Marc Feldman, le très américain administrateur général de l’Orchestre de Bretagne, avait jeudi soir, à l’issue de la première prestation de ses protégés, quelque motif d’arborer un franc sourire de satisfaction. La présence de l’artiste invité, Anne Gastinel, a sérieusement pesé dans la balance. La violoncelliste française s’est déjà taillée sur la scène mondiale une solide réputation. Elle a magistralement démontré qu’elle n’était en rien usurpée.
C’est sur un remarquable instrument milanais de Carlo Giuseppe Testore qu’Anne Gastinel a démontré à quel point elle domine tous les aspects techniques de son instrument. Elle n’avait d’ailleurs pas choisi la facilité en interprétant le concerto pour violoncelle n° 1 de Bohuslav Martinu. Le premier mouvement, très énergique, sonne un peu comme une musique que l’on qualifie habituellement de « nationale », les sonorités clairement slaves contribuent à affirmer l’identité musicale de ce concerto. Pourtant apparaissent parfois des mélodies aux sonorités tout aussi clairement françaises, pas de quoi être dérouté si l’on sait que Martinu vivait en France dès le début des années 20 et qu’il était le disciple d’Albert Roussel. Il était venu puiser à la source selon ses mots : « l’ordre, la clarté, la mesure, le goût, une expression juste, sensible et immédiate, en un mot les qualités de l’art français que j’ai toujours admiré ».
Le deuxième mouvement, Andante Moderato, constitue une méditation lente et pleine d’intériorité qui nous dispense ces jolis moments de magie que nous attendons tellement d’un concert. L’Orchestre de Bretagne, sachant se faire discret, offre au Violoncelle un écrin feutré qui lui permet d’entamer un dialogue quasi amoureux avec l’alto.
Le troisième mouvement, Allegro, remet en valeur la virtuosité d’Anne Gastinel. La technique est évidente mais n’obère en rien la profondeur du propos ; il y a dans ce mouvement une grande expressivité. Le visage de l’interprète est sévère, tendu, entièrement tourné vers son univers musical. Anne Gastinel disait d’elle même au petit cocktail rassemblant les amis de l’OSB que sur scène « elle n’était pas marrante ». Elle ne manquait pas d’éclater de rire l’instant d’après !
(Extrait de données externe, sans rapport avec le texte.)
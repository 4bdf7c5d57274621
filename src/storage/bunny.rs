//! Bunny.net HTTP 클라이언트
//!
//! Storage API(경로 단위 PUT/GET/DELETE)와 Stream API(비디오 생성/조회/업로드/삭제)를
//! 얇게 감싼 클라이언트입니다. 재시도는 하지 않으며, 2xx가 아닌 응답은 모두
//! `AppError::ExternalServiceError`로 변환됩니다.

use reqwest::{Client, RequestBuilder, Response};
use serde::{Deserialize, Serialize};
use sha2::{Digest, Sha256};
use crate::config::BunnyConfig;
use crate::core::errors::AppError;

/// Stream 비디오 메타데이터 (Bunny 응답 중 사용하는 필드만)
#[derive(Debug, Clone, Serialize, Deserialize, PartialEq)]
#[serde(rename_all = "camelCase")]
pub struct BunnyVideo {
    pub guid: String,
    #[serde(default)]
    pub title: String,
    /// 0=생성됨, 1=업로드됨, 2=처리중, 3=인코딩중, 4=완료, 5=오류
    #[serde(default)]
    pub status: i32,
    #[serde(default)]
    pub length: i64,
    #[serde(default)]
    pub encode_progress: i32,
    #[serde(default)]
    pub thumbnail_file_name: Option<String>,
}

/// Storage 업로드 결과
#[derive(Debug, Clone, Serialize, PartialEq)]
pub struct StoredFile {
    pub path: String,
    pub url: String,
    pub checksum: String,
}

#[derive(Clone)]
pub struct BunnyClient {
    http: Client,
    config: BunnyConfig,
}

impl BunnyClient {
    pub fn new(config: BunnyConfig) -> Self {
        if !config.storage_configured() {
            log::warn!("⚠️ Bunny Storage 설정이 비어 있습니다. 파일 API 호출은 실패합니다");
        }
        if !config.stream_configured() {
            log::warn!("⚠️ Bunny Stream 설정이 비어 있습니다. 비디오 API 호출은 실패합니다");
        }

        Self { http: Client::new(), config }
    }

    pub fn from_env() -> Self {
        Self::new(BunnyConfig::from_env())
    }

    /// 저장 경로에 대응하는 공개 CDN URL
    pub fn cdn_url(&self, path: &str) -> String {
        format!("{}/{}", self.config.cdn_url, encode_path(path))
    }

    fn storage_url(&self, path: &str) -> String {
        format!(
            "https://{}/{}/{}",
            self.config.storage_host,
            self.config.storage_zone,
            encode_path(path)
        )
    }

    fn stream_url(&self, suffix: &str) -> String {
        format!(
            "https://{}/library/{}/videos{}",
            self.config.stream_host, self.config.stream_library_id, suffix
        )
    }

    fn storage_request(&self, builder: RequestBuilder) -> Result<RequestBuilder, AppError> {
        if !self.config.storage_configured() {
            return Err(AppError::ExternalServiceError("Bunny Storage가 설정되지 않았습니다".to_string()));
        }
        Ok(builder.header("AccessKey", &self.config.storage_api_key))
    }

    fn stream_request(&self, builder: RequestBuilder) -> Result<RequestBuilder, AppError> {
        if !self.config.stream_configured() {
            return Err(AppError::ExternalServiceError("Bunny Stream이 설정되지 않았습니다".to_string()));
        }
        Ok(builder
            .header("AccessKey", &self.config.stream_api_key)
            .header("accept", "application/json"))
    }

    /// 파일 업로드. SHA-256 체크섬을 함께 보내 전송 중 손상을 Bunny가 거부하도록 합니다.
    pub async fn upload_file(&self, path: &str, content: Vec<u8>) -> Result<StoredFile, AppError> {
        let checksum = sha256_hex(&content);

        let request = self
            .storage_request(self.http.put(self.storage_url(path)))?
            .header("Checksum", &checksum)
            .header("Content-Type", "application/octet-stream")
            .body(content);

        send(request, "Storage 업로드").await?;
        log::info!("📦 Bunny Storage 업로드: {}", path);

        Ok(StoredFile {
            path: path.to_string(),
            url: self.cdn_url(path),
            checksum,
        })
    }

    /// 파일 다운로드. 원본 `Content-Type`을 함께 돌려줍니다.
    pub async fn download_file(&self, path: &str) -> Result<(Vec<u8>, Option<String>), AppError> {
        let request = self.storage_request(self.http.get(self.storage_url(path)))?;
        let response = send(request, "Storage 다운로드").await?;

        let content_type = response
            .headers()
            .get(reqwest::header::CONTENT_TYPE)
            .and_then(|v| v.to_str().ok())
            .map(str::to_string);

        let bytes = response
            .bytes()
            .await
            .map_err(|e| AppError::ExternalServiceError(format!("Bunny Storage 응답 읽기 실패: {}", e)))?;

        Ok((bytes.to_vec(), content_type))
    }

    pub async fn delete_file(&self, path: &str) -> Result<(), AppError> {
        let request = self.storage_request(self.http.delete(self.storage_url(path)))?;
        send(request, "Storage 삭제").await?;
        log::info!("🗑️ Bunny Storage 삭제: {}", path);
        Ok(())
    }

    pub async fn create_video(&self, title: &str) -> Result<BunnyVideo, AppError> {
        let request = self
            .stream_request(self.http.post(self.stream_url("")))?
            .json(&serde_json::json!({ "title": title }));

        let video = parse_json::<BunnyVideo>(send(request, "Stream 비디오 생성").await?).await?;
        log::info!("🎬 Bunny Stream 비디오 생성: {} ({})", video.guid, title);
        Ok(video)
    }

    pub async fn upload_video(&self, video_id: &str, content: Vec<u8>) -> Result<(), AppError> {
        let request = self
            .stream_request(self.http.put(self.stream_url(&format!("/{}", urlencoding::encode(video_id)))))?
            .header("Content-Type", "application/octet-stream")
            .body(content);

        send(request, "Stream 비디오 업로드").await?;
        log::info!("🎬 Bunny Stream 업로드 완료: {}", video_id);
        Ok(())
    }

    pub async fn get_video(&self, video_id: &str) -> Result<BunnyVideo, AppError> {
        let request = self
            .stream_request(self.http.get(self.stream_url(&format!("/{}", urlencoding::encode(video_id)))))?;

        parse_json::<BunnyVideo>(send(request, "Stream 비디오 조회").await?).await
    }

    pub async fn delete_video(&self, video_id: &str) -> Result<(), AppError> {
        let request = self
            .stream_request(self.http.delete(self.stream_url(&format!("/{}", urlencoding::encode(video_id)))))?;

        send(request, "Stream 비디오 삭제").await?;
        log::info!("🗑️ Bunny Stream 비디오 삭제: {}", video_id);
        Ok(())
    }
}

async fn send(request: RequestBuilder, action: &str) -> Result<Response, AppError> {
    let response = request
        .send()
        .await
        .map_err(|e| AppError::ExternalServiceError(format!("Bunny {} 요청 실패: {}", action, e)))?;

    if !response.status().is_success() {
        let status = response.status();
        let error_text = response.text().await.unwrap_or_default();
        return Err(AppError::ExternalServiceError(format!(
            "Bunny {} 실패 ({}): {}", action, status, error_text
        )));
    }

    Ok(response)
}

async fn parse_json<T: serde::de::DeserializeOwned>(response: Response) -> Result<T, AppError> {
    response
        .json::<T>()
        .await
        .map_err(|e| AppError::ExternalServiceError(format!("Bunny 응답 파싱 실패: {}", e)))
}

/// 경로 세그먼트별로 퍼센트 인코딩합니다. 구분자 `/`는 유지합니다.
pub fn encode_path(path: &str) -> String {
    path.split('/')
        .filter(|segment| !segment.is_empty())
        .map(|segment| urlencoding::encode(segment).into_owned())
        .collect::<Vec<_>>()
        .join("/")
}

/// Bunny `Checksum` 헤더 형식 (대문자 16진수 SHA-256)
pub fn sha256_hex(content: &[u8]) -> String {
    Sha256::digest(content)
        .iter()
        .map(|b| format!("{:02X}", b))
        .collect()
}

#[cfg(test)]
mod tests {
    use super::*;

    fn test_config() -> BunnyConfig {
        BunnyConfig {
            storage_zone: "zone".to_string(),
            storage_api_key: "key".to_string(),
            storage_host: "storage.bunnycdn.com".to_string(),
            cdn_url: "https://zone.b-cdn.net".to_string(),
            stream_library_id: "42".to_string(),
            stream_api_key: "stream".to_string(),
            stream_host: "video.bunnycdn.com".to_string(),
        }
    }

    #[test]
    fn test_encode_path_keeps_separators() {
        assert_eq!(encode_path("/user/my file.png"), "user/my%20file.png");
        assert_eq!(encode_path("a//b"), "a/b");
    }

    #[test]
    fn test_urls() {
        let client = BunnyClient::new(test_config());

        assert_eq!(
            client.storage_url("u1/a b.txt"),
            "https://storage.bunnycdn.com/zone/u1/a%20b.txt"
        );
        assert_eq!(client.cdn_url("u1/a.txt"), "https://zone.b-cdn.net/u1/a.txt");
        assert_eq!(
            client.stream_url("/abc"),
            "https://video.bunnycdn.com/library/42/videos/abc"
        );
    }

    #[test]
    fn test_sha256_hex_uppercase() {
        assert_eq!(
            sha256_hex(b"abc"),
            "BA7816BF8F01CFEA414140DE5DAE2223B00361A396177A9CB410FF61F20015AD"
        );
    }

    #[test]
    fn test_video_deserialize_camel_case() {
        let video: BunnyVideo = serde_json::from_str(
            r#"{"guid":"g1","title":"intro","status":4,"length":120,"encodeProgress":100,"thumbnailFileName":"thumb.jpg","videoLibraryId":42}"#,
        ).unwrap();

        assert_eq!(video.guid, "g1");
        assert_eq!(video.encode_progress, 100);
        assert_eq!(video.thumbnail_file_name.as_deref(), Some("thumb.jpg"));
    }

    #[test]
    fn test_unconfigured_storage_fails() {
        let mut config = test_config();
        config.storage_api_key.clear();
        let client = BunnyClient::new(config);

        let result = client.storage_request(client.http.get("https://example.com"));
        assert!(matches!(result, Err(AppError::ExternalServiceError(_))));
    }
}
La manifestation d’enthousiasme du public rennais lui vaut dès le troisième rappel un bonus de qualité. L’Andante Cantabile de Piotr Illich Tchaïkovski vient figer l’assistance dans un moment de pure extase – un seul mot à dire : exceptionnel !
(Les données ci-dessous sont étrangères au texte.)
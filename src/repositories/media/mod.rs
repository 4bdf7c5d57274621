//! 비디오 소유 기록 리포지토리

pub mod video_repo;
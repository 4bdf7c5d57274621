//! 인증 서비스 모듈
//!
//! 사용자 가입/로그인/토큰 발급은 Clerk가 담당합니다.
//! 이 모듈은 요청마다 전달되는 Clerk 세션 JWT를 로컬에서 검증합니다.
//!
//! # Security
//!
//! - 운영: RS256 공개키 (`CLERK_JWT_PUBLIC_KEY`)
//! - 개발: HS256 공유 비밀키 (`CLERK_DEV_SECRET`)
//! - `exp` / `nbf` 검사, 선택적 `iss` / `azp` 검사
//!
//! # Examples
//!
//! ```rust,ignore
//! use crate::services::auth::TokenService;
//!
//! let user = TokenService::instance().authenticate("Bearer eyJ...")?;
//! ```

pub mod token_service;

pub use token_service::*;
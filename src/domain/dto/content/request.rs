use chrono::{DateTime, Utc};
use serde::{Deserialize, Serialize};
use utoipa::{IntoParams, ToSchema};
use validator::Validate;
use crate::utils::string_utils::not_blank;

#[derive(Debug, Clone, Default, Serialize, Deserialize, Validate, ToSchema)]
pub struct PublicationRequest {
    #[serde(default)]
    #[validate(custom(function = "not_blank"))]
    #[validate(length(max = 300, message = "제목은 300자 이하여야 합니다"))]
    pub title: String,

    #[validate(length(max = 10000, message = "초록은 10000자 이하여야 합니다"))]
    pub abstract_text: Option<String>,

    #[validate(url(message = "유효한 URL이 아닙니다"))]
    pub url: Option<String>,

    pub venue: Option<String>,

    #[serde(default)]
    pub co_authors: Vec<String>,

    pub published_on: Option<DateTime<Utc>>,

    #[serde(default)]
    pub tags: Vec<String>,
}

#[derive(Debug, Clone, Default, Deserialize, IntoParams)]
#[into_params(parameter_in = Query)]
pub struct PublicationFilter {
    pub author_id: Option<String>,
}

#[derive(Debug, Clone, Serialize, Deserialize, Validate, ToSchema)]
pub struct ScheduleRequest {
    #[validate(custom(function = "not_blank"))]
    #[validate(length(max = 200, message = "제목은 200자 이하여야 합니다"))]
    pub title: String,
    pub description: Option<String>,
    pub course_id: Option<String>,
    pub start_time: DateTime<Utc>,
    pub end_time: DateTime<Utc>,
    pub location: Option<String>,
}

/// `GET /api/schedules?from=&to=` (RFC 3339)
#[derive(Debug, Clone, Default, Deserialize, IntoParams)]
#[into_params(parameter_in = Query)]
pub struct ScheduleFilter {
    /// 이 시각 이후에 시작하는 일정
    pub from: Option<DateTime<Utc>>,
    /// 이 시각 이전에 시작하는 일정
    pub to: Option<DateTime<Utc>>,
}

#[cfg(test)]
mod tests {
    use super::*;

    #[test]
    fn test_publication_title_required() {
        assert!(PublicationRequest::default().validate().is_err());

        let request = PublicationRequest { title: "Ownership Types".to_string(), ..Default::default() };
        assert!(request.validate().is_ok());
    }

    #[test]
    fn test_schedule_times_parse_rfc3339() {
        let request: ScheduleRequest = serde_json::from_str(r#"{
            "title": "스터디",
            "start_time": "2026-03-01T10:00:00Z",
            "end_time": "2026-03-01T12:00:00Z"
        }"#).unwrap();

        assert!(request.end_time > request.start_time);
        assert!(request.validate().is_ok());
    }
}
Notre violoncelliste n’en reste pourtant pas là. Elle nous inflige un délicieux coup de grâce en interprétant la sarabande de la 4e suite pour violoncelle seul de Jean Sébastien Bach.
Après les emportements de Martinu, les sinueuses mélodies de Tchaïkovski, elle n’hésitait pas à se mettre en risque devant son public. Comment ? En offrant une musique aux sonorités très simples et très équilibrées, autrement dit, terriblement risquée.
La conclusion s’impose : Madame Gastinel… Merci.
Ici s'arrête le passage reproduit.